Price: $24.95 CAD | $17.95 USD
Belfast, Prince Edward Island, founded
in August 1803, owes its existence to Lord Selkirk. Its bicentennial is a timely
reminder of Selkirk’s work in Canada, which extended beyond Belfast to Baldoon
(later Wallaceburg) in Ontario, as well as to Red River, the precursor to
Winnipeg. Aptly named "The Silver Chief" by the five Indian chiefs with whom he
negotiated a land treaty at Red River, the fifth Earl of Selkirk spent an
immense fortune in helping Scottish Highlanders relocate themselves in Canada.
Selkirk has been well observed through the eyes of the rich and powerful, but
his settlers have been neglected.

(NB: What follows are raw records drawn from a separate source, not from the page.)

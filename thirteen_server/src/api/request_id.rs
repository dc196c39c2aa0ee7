//! Request ID propagation.
//!
//! Every request runs inside a tracing span carrying its `x-request-id`,
//! taken from the caller or freshly generated, and the ID is echoed on the
//! response so client reports can be matched to server logs.

use axum::{
    extract::Request,
    http::{HeaderMap, HeaderValue},
    middleware::Next,
    response::Response,
};
use tracing::Instrument;
use uuid::Uuid;

/// Header name for request ID
pub const REQUEST_ID_HEADER: &str = "x-request-id";

/// Longest caller-supplied ID that is reused as-is
const MAX_REQUEST_ID_LEN: usize = 128;

/// Request ID stored in request extensions
#[derive(Clone, Debug, PartialEq, Eq)]
pub struct RequestId(pub String);

fn request_id_from(headers: &HeaderMap) -> String {
    headers
        .get(REQUEST_ID_HEADER)
        .and_then(|v| v.to_str().ok())
        .filter(|id| !id.is_empty() && id.len() <= MAX_REQUEST_ID_LEN)
        .map(str::to_string)
        .unwrap_or_else(|| Uuid::new_v4().to_string())
}

/// Tag the request with an ID, run it inside a span, and echo the ID back
pub async fn request_id_middleware(mut request: Request, next: Next) -> Response {
    let request_id = request_id_from(request.headers());
    request
        .extensions_mut()
        .insert(RequestId(request_id.clone()));

    let span = tracing::info_span!(
        "request",
        request_id = %request_id,
        method = %request.method(),
        uri = %request.uri(),
    );
    let mut response = next.run(request).instrument(span).await;

    if let Ok(value) = HeaderValue::from_str(&request_id) {
        response.headers_mut().insert(REQUEST_ID_HEADER, value);
    }
    response
}
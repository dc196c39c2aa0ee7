//! Room error types.

use serde::{Deserialize, Serialize};
use thiserror::Error;

use super::states::PhaseName;
use crate::game::{
    entities::SeatIndex,
    errors::{InsufficientCardsError, MalformedArrangementError},
};

/// Type alias for room IDs
pub type RoomId = i64;

/// An operation arrived in a phase that doesn't accept it.
#[derive(Clone, Debug, Deserialize, Eq, Error, PartialEq, Serialize)]
#[error("Cannot {attempted} while the room is {phase}")]
pub struct InvalidStateTransitionError {
    pub phase: PhaseName,
    pub attempted: String,
}

/// A seat ran out the arranging clock. Never returned to callers; it's
/// recorded on the round result instead.
#[derive(Clone, Copy, Debug, Deserialize, Eq, Error, PartialEq, Serialize)]
#[error("Seat {seat} timed out in round {round}")]
pub struct SeatTimeoutError {
    pub seat: SeatIndex,
    pub round: u32,
}

/// Room errors
#[derive(Clone, Debug, Error, PartialEq)]
pub enum RoomError {
    /// Submitted arrangement is structurally invalid
    #[error(transparent)]
    Malformed(#[from] MalformedArrangementError),

    /// Seat count can't be dealt from one deck
    #[error(transparent)]
    InsufficientCards(#[from] InsufficientCardsError),

    /// Operation not allowed in the current phase
    #[error(transparent)]
    InvalidStateTransition(#[from] InvalidStateTransitionError),

    /// Every seat is taken
    #[error("Room is full")]
    RoomFull,

    /// Player already holds a seat in this room
    #[error("Player {0} is already seated")]
    AlreadySeated(String),

    /// No player in that seat
    #[error("Seat {0} is empty")]
    EmptySeat(SeatIndex),

    /// Seat already submitted this round
    #[error("Seat {0} already submitted an arrangement")]
    AlreadySubmitted(SeatIndex),

    /// Rejected configuration
    #[error("Invalid room configuration: {0}")]
    InvalidConfig(String),

    /// No such room
    #[error("Room {0} not found")]
    RoomNotFound(RoomId),

    /// Room actor has stopped
    #[error("Room {0} is closed")]
    RoomClosed(RoomId),
}

impl RoomError {
    /// Get a client-safe error message
    ///
    /// Player identities and room IDs are left out; everything else is
    /// already phrased for players.
    pub fn client_message(&self) -> String {
        match self {
            RoomError::AlreadySeated(_) => "Player is already seated".to_string(),
            RoomError::RoomNotFound(_) => "Room not found".to_string(),
            RoomError::RoomClosed(_) => "Room is closed".to_string(),
            _ => self.to_string(),
        }
    }
}

/// Result type for room operations
pub type RoomResult<T> = Result<T, RoomError>;

#[cfg(test)]
mod tests {
    use super::*;
    use crate::game::entities::Lane;

    #[test]
    fn test_malformed_converts() {
        let err: RoomError = MalformedArrangementError::LaneSize {
            lane: Lane::Front,
            expected: 3,
            actual: 4,
        }
        .into();
        assert!(err.client_message().contains("牌道数量错误"));
    }

    #[test]
    fn test_invalid_transition_message() {
        let err = InvalidStateTransitionError {
            phase: PhaseName::Waiting,
            attempted: "submit an arrangement".to_string(),
        };
        assert_eq!(
            err.to_string(),
            "Cannot submit an arrangement while the room is waiting"
        );
    }

    #[test]
    fn test_client_message_redacts_ids() {
        assert_eq!(
            RoomError::AlreadySeated("alice".to_string()).client_message(),
            "Player is already seated"
        );
        assert_eq!(RoomError::RoomNotFound(42).client_message(), "Room not found");
    }
}
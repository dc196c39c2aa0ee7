//! Structured logging configuration.
//!
//! The library logs through the `log` facade; the subscriber installed here
//! picks those records up alongside the server's own `tracing` events.

use thirteen::{RoomId, room::RoundResult};
use tracing_subscriber::{EnvFilter, layer::SubscriberExt, util::SubscriberInitExt};

/// Initialize structured logging
///
/// Log levels come from `RUST_LOG`, defaulting to `info`.
///
/// # Example
///
/// ```no_run
/// use thirteen_server::logging;
///
/// #[tokio::main]
/// async fn main() {
///     logging::init();
///     tracing::info!("Server starting");
/// }
/// ```
pub fn init() {
    let env_filter = EnvFilter::try_from_default_env()
        .unwrap_or_else(|_| EnvFilter::new("info,hyper=warn"));

    let fmt_layer = tracing_subscriber::fmt::layer()
        .with_target(true)
        .with_thread_ids(true)
        .with_file(true)
        .with_line_number(true);

    tracing_subscriber::registry()
        .with(env_filter)
        .with(fmt_layer)
        .init();

    tracing::info!("Structured logging initialized");
}

/// Log a scored round with structured data
pub fn log_round_completed(room_id: RoomId, result: &RoundResult) {
    let fouls = result
        .seats
        .iter()
        .filter(|outcome| outcome.hand.is_foul())
        .count();
    let timeouts = result
        .seats
        .iter()
        .filter(|outcome| outcome.timeout.is_some())
        .count();
    tracing::info!(
        room_id = room_id,
        round = result.round,
        seats = result.seats.len(),
        fouls = fouls,
        timeouts = timeouts,
        home_runs = result.home_runs.len(),
        "Round completed"
    );
}

/// Log API request/response
pub fn log_api_request(method: &str, path: &str, status_code: u16, duration_ms: u64) {
    if duration_ms > 1000 {
        tracing::warn!(
            http_method = method,
            http_path = path,
            http_status = status_code,
            duration_ms = duration_ms,
            "PERFORMANCE: Slow request"
        );
    } else {
        tracing::info!(
            http_method = method,
            http_path = path,
            http_status = status_code,
            duration_ms = duration_ms,
            "API request completed"
        );
    }
}

#[cfg(test)]
mod tests {
    use super::*;

    #[test]
    fn test_log_api_request() {
        // Just ensure it doesn't panic without a subscriber
        log_api_request("GET", "/api/v1/rooms", 200, 12);
        log_api_request("POST", "/api/v1/rooms", 201, 2500);
    }
}
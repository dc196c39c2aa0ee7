//! HTTP/WebSocket server for Thirteen-card rooms.
//!
//! Rooms are run by the `thirteen` crate's [`RoomManager`](thirteen::RoomManager);
//! this crate only adds transport, configuration, logging and metrics.

pub mod api;
pub mod config;
pub mod logging;
pub mod metrics;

Why did they leave Scotland? Which districts
did they come from? Why did they settle in Canada? Why did Selkirk help them?
How successful were their settlements? What impact did they have on Canada’s
early development? Did Selkirk realize his ambitions for Canada?
In answering these questions, Lucille H. Campey presents a new and powerful case
for re-assessing the achievements of Selkirk and his settlers. Using a wealth of
documentary sources, she reconstructs the sequence of emigration from Scotland
to the three areas of Canada where settlements were founded. She shows that
emigration took place in a carefully planned and controlled way. She reveals the
self-reliance, adaptability and steely determination of the Selkirk settlers in
overcoming their many problems and obstacles. They brought their rich traditions
of Scottish culture to Canada and, in doing so, helped to secure its
distinctively Canadian future. Together, Selkirk and his settlers succeeded
against overwhelming odds and altered the course of history.